David Cameron is now facing the biggest challenge of his leadership: how to renegotiate Britain’s membership of the EU without destroying his party. His dilemma mirrors the situation of Harold Wilson 40 years ago this month. So far, the old Labour man looks the better strategist.
Wilson, who had a majority of three, avoided mass resignations from his cabinet by suspending the convention that members of the government must back its entire programme in public. Of his 23 cabinet ministers, seven joined the campaign for Britain to leave the EU. They didn’t win the argument — but they ensured that the question was properly debated, and settled for many years afterwards.

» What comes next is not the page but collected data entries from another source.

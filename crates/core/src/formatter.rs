//! Response formatting: typed capability results to a single reply string.

use crate::types::{
    CapabilityReply, NewsArticle, PhoneRecord, ScreenshotImage, SearchHit, VideoHit,
};

/// Fixed reply when phone validation could not be completed.
pub const PHONE_FAILURE_REPLY: &str =
    "Sorry, I couldn't verify that phone number. Please try again.";

/// Fixed reply when a screenshot could not be captured.
pub const SCREENSHOT_FAILURE_REPLY: &str =
    "Sorry, I couldn't take a screenshot of that website. Please try again or check the URL.";

/// Render a non-empty capability reply. The argument is the extracted query
/// the routing decision carried; it names the result set in the summary
/// line. Callers handle the empty-list case before reaching this point.
pub fn format(argument: &str, reply: &CapabilityReply) -> String {
    match reply {
        CapabilityReply::News(articles) => format_news(argument, articles),
        CapabilityReply::Phone(record) => format_phone(argument, record),
        CapabilityReply::Screenshot(image) => format_screenshot(argument, image),
        CapabilityReply::Web(hits) => format_web_search(argument, hits),
        CapabilityReply::Video(hits) => format_video_search(argument, hits),
    }
}

pub fn format_news(query: &str, articles: &[NewsArticle]) -> String {
    let body = articles
        .iter()
        .map(|article| {
            format!(
                "{}\n{}\nRead more: {}",
                article.title, article.description, article.url
            )
        })
        .collect::<Vec<_>>()
        .join("\n\n");

    format!("Here are the latest news articles about {}:\n\n{}", query, body)
}

pub fn format_phone(number: &str, record: &PhoneRecord) -> String {
    format!(
        "Phone number verification result for {}:\nValid: {}\nCountry: {}\nLocation: {}\nCarrier: {}\nLine type: {}",
        number, record.valid, record.country, record.location, record.carrier, record.line_type
    )
}

pub fn format_screenshot(url: &str, image: &ScreenshotImage) -> String {
    format!(
        "Here's a screenshot of {}:\n\n![Screenshot]({})",
        url, image.data_uri
    )
}

pub fn format_web_search(query: &str, hits: &[SearchHit]) -> String {
    let body = hits
        .iter()
        .map(|hit| format!("{}\n{}\nRead more: {}", hit.title, hit.snippet, hit.link))
        .collect::<Vec<_>>()
        .join("\n\n");

    format!("Here are the top search results for \"{}\":\n\n{}", query, body)
}

pub fn format_video_search(query: &str, hits: &[VideoHit]) -> String {
    let body = hits
        .iter()
        .map(|hit| {
            format!(
                "{}\n{}\nWatch: [YouTube Video](https://www.youtube.com/watch?v={})",
                hit.title, hit.description, hit.video_id
            )
        })
        .collect::<Vec<_>>()
        .join("\n\n");

    format!("Here are the top YouTube videos for \"{}\":\n\n{}", query, body)
}
pub mod engine;
pub mod formatter;
pub mod router;
pub mod types;

pub use engine::{
    AdapterError, CapabilityDispatcher, ChatEngine, GenerativeResponder, ResponderError,
};
pub use router::route;
pub use types::*;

David Cameron need only have followed that example. Instead, he began the week threatening Eurosceptics with the sack unless they agreed to support the government’s case for a ‘yes’ vote in the referendum — a position he hurriedly abandoned as the dissent it would create became clear.
With this flip-flop, the Prime Minister has not merely risked party discipline. He has also undermined his negotiating position in Europe. It has been clear since his passionate speech at Bloomberg’s offices in London two years ago, when he first promised this referendum, that he wanted Britain to remain part of a reformed Europe. Yet there remained the implicit threat that if he didn’t get his way in the renegotiation, he would recommend that the country vote to leave.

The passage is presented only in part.